Within the entries below, find every line that has the string "entry", then copy it.

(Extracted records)
◆ ◆ ◆ ◆

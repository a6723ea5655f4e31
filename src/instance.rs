use std::ffi::{c_char, c_void, CStr, CString};

use ash::{
    extensions::{ext::DebugUtils, khr},
    vk,
};
use raw_window_handle::RawDisplayHandle;

use crate::{
    config::ContextConfig,
    debug::{self, DebugMessenger, DiagnosticCallback},
    error::{ContextError, Result},
};

pub struct Instance {
    pub entry: ash::Entry,
    pub handle: ash::Instance,
    pub validation_layers: Vec<CString>,
    debug_messenger: Option<DebugMessenger>,
    // Referenced by pointer from the messenger; dropped after the instance is gone.
    _diagnostics: Option<Box<Box<DiagnosticCallback>>>,
}

impl Instance {
    /// Creates the instance with diagnostics forwarded to `log` when validation is enabled.
    pub fn new(config: &ContextConfig, display: RawDisplayHandle) -> Result<Self> {
        Self::with_diagnostics(config, display, None)
    }

    pub fn with_diagnostics(
        config: &ContextConfig,
        display: RawDisplayHandle,
        callback: Option<Box<DiagnosticCallback>>,
    ) -> Result<Self> {
        let entry = unsafe { ash::Entry::load()? };

        let validation_layers = if config.enable_validation {
            let requested = config.validation_layer_names()?;
            let available = entry.enumerate_instance_layer_properties()?;
            let missing = missing_layers(&requested, &available);
            if !missing.is_empty() {
                return Err(ContextError::MissingValidationLayers(missing));
            }
            requested
        } else {
            Vec::new()
        };

        let diagnostics = config.enable_validation.then(|| {
            Box::new(callback.unwrap_or_else(|| {
                Box::new(debug::log_message) as Box<DiagnosticCallback>
            }))
        });
        let user_data = diagnostics
            .as_deref()
            .map_or(std::ptr::null_mut(), |boxed| {
                boxed as *const Box<DiagnosticCallback> as *mut c_void
            });

        let handle = {
            let application_name = CString::new(config.application_name())?;
            let application_version = vk::make_api_version(0, 1, 0, 0);
            let engine_name = CString::new("No Engine")?;
            let engine_version = vk::make_api_version(0, 1, 0, 0);

            let enabled_layer_names: Vec<*const c_char> =
                validation_layers.iter().map(|layer| layer.as_ptr()).collect();
            let enabled_extension_names: Vec<*const c_char> =
                required_extensions(display, config.enable_validation)?
                    .iter()
                    .map(|extension| extension.as_ptr())
                    .collect();

            // Chained so that instance creation and destruction are covered too.
            let mut debug_create_info = debug::messenger_create_info(user_data);
            let application_info = vk::ApplicationInfo::builder()
                .application_name(&application_name)
                .application_version(application_version)
                .engine_name(&engine_name)
                .engine_version(engine_version)
                .api_version(vk::API_VERSION_1_3);
            let mut create_info = vk::InstanceCreateInfo::builder()
                .application_info(&application_info)
                .enabled_layer_names(&enabled_layer_names)
                .enabled_extension_names(&enabled_extension_names);
            if config.enable_validation {
                create_info = create_info.push_next(&mut debug_create_info);
            }

            unsafe {
                entry
                    .create_instance(&create_info, None)
                    .map_err(ContextError::InstanceCreationFailed)?
            }
        };

        let debug_messenger = if config.enable_validation {
            match DebugMessenger::new(&entry, &handle, user_data) {
                Ok(messenger) => Some(messenger),
                Err(err) => {
                    unsafe { handle.destroy_instance(None) };
                    return Err(err);
                }
            }
        } else {
            None
        };

        log::info!(
            "created Vulkan instance (validation {})",
            if config.enable_validation { "on" } else { "off" }
        );

        Ok(Self {
            entry,
            handle,
            validation_layers,
            debug_messenger,
            _diagnostics: diagnostics,
        })
    }

    pub fn has_debug_messenger(&self) -> bool {
        self.debug_messenger.is_some()
    }

    /// Stops forwarding diagnostics. Messages raised afterwards are dropped.
    pub fn detach_debug_messenger(&mut self) {
        if let Some(messenger) = self.debug_messenger.take() {
            unsafe { messenger.destroy() };
        }
    }
}

impl Drop for Instance {
    fn drop(&mut self) {
        self.detach_debug_messenger();
        unsafe { self.handle.destroy_instance(None) };
        log::debug!("destroyed Vulkan instance");
    }
}

/// Instance extensions needed to present to a window on `display`, plus the
/// debug-utils extension when diagnostics are requested.
pub fn required_extensions(
    display: RawDisplayHandle,
    enable_validation: bool,
) -> Result<Vec<&'static CStr>> {
    let platform_surface = match display {
        RawDisplayHandle::Windows(_) => khr::Win32Surface::name(),
        RawDisplayHandle::Xlib(_) => khr::XlibSurface::name(),
        RawDisplayHandle::Xcb(_) => khr::XcbSurface::name(),
        RawDisplayHandle::Wayland(_) => khr::WaylandSurface::name(),
        other => return Err(ContextError::UnsupportedPlatform(format!("{other:?}"))),
    };
    let mut extensions = vec![khr::Surface::name(), platform_surface];
    if enable_validation {
        extensions.push(DebugUtils::name());
    }
    Ok(extensions)
}

/// Requested layer names the loader does not report, in request order.
pub fn missing_layers(requested: &[CString], available: &[vk::LayerProperties]) -> Vec<String> {
    requested
        .iter()
        .filter(|layer| {
            !available.iter().any(|properties| {
                let name = unsafe { CStr::from_ptr(properties.layer_name.as_ptr()) };
                name == layer.as_c_str()
            })
        })
        .map(|layer| layer.to_string_lossy().into_owned())
        .collect()
}

#[cfg(test)]
mod tests {
    use raw_window_handle::{WaylandDisplayHandle, WindowsDisplayHandle};
    use std::ptr::NonNull;

    use super::*;

    fn layer(name: &str) -> vk::LayerProperties {
        let mut properties = vk::LayerProperties::default();
        for (dst, src) in properties.layer_name.iter_mut().zip(name.bytes()) {
            *dst = src as c_char;
        }
        properties
    }

    #[test]
    fn missing_layers_reports_only_absent_names() {
        let requested = vec![
            CString::new("VK_LAYER_KHRONOS_validation").unwrap(),
            CString::new("VK_LAYER_LUNARG_monitor").unwrap(),
        ];
        let available = [layer("VK_LAYER_KHRONOS_validation"), layer("VK_LAYER_MESA_overlay")];
        assert_eq!(missing_layers(&requested, &available), vec!["VK_LAYER_LUNARG_monitor"]);
        assert!(missing_layers(&requested[..1], &available).is_empty());
        assert!(missing_layers(&[], &[]).is_empty());
    }

    #[test]
    fn windows_needs_win32_surface() {
        let display = RawDisplayHandle::Windows(WindowsDisplayHandle::new());
        let extensions = required_extensions(display, false).unwrap();
        assert_eq!(extensions, vec![khr::Surface::name(), khr::Win32Surface::name()]);
    }

    #[test]
    fn validation_adds_debug_utils() {
        let mut wl_display = 0u8;
        let display = RawDisplayHandle::Wayland(WaylandDisplayHandle::new(
            NonNull::from(&mut wl_display).cast(),
        ));
        let extensions = required_extensions(display, true).unwrap();
        assert_eq!(
            extensions,
            vec![
                khr::Surface::name(),
                khr::WaylandSurface::name(),
                DebugUtils::name()
            ]
        );
    }
}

◆ ◆ ◆ ◆

Exercise answer
    pub entry: ash::Entry,
        let entry = unsafe { ash::Entry::load()? };
            let available = entry.enumerate_instance_layer_properties()?;
                entry
            match DebugMessenger::new(&entry, &handle, user_data) {
            entry,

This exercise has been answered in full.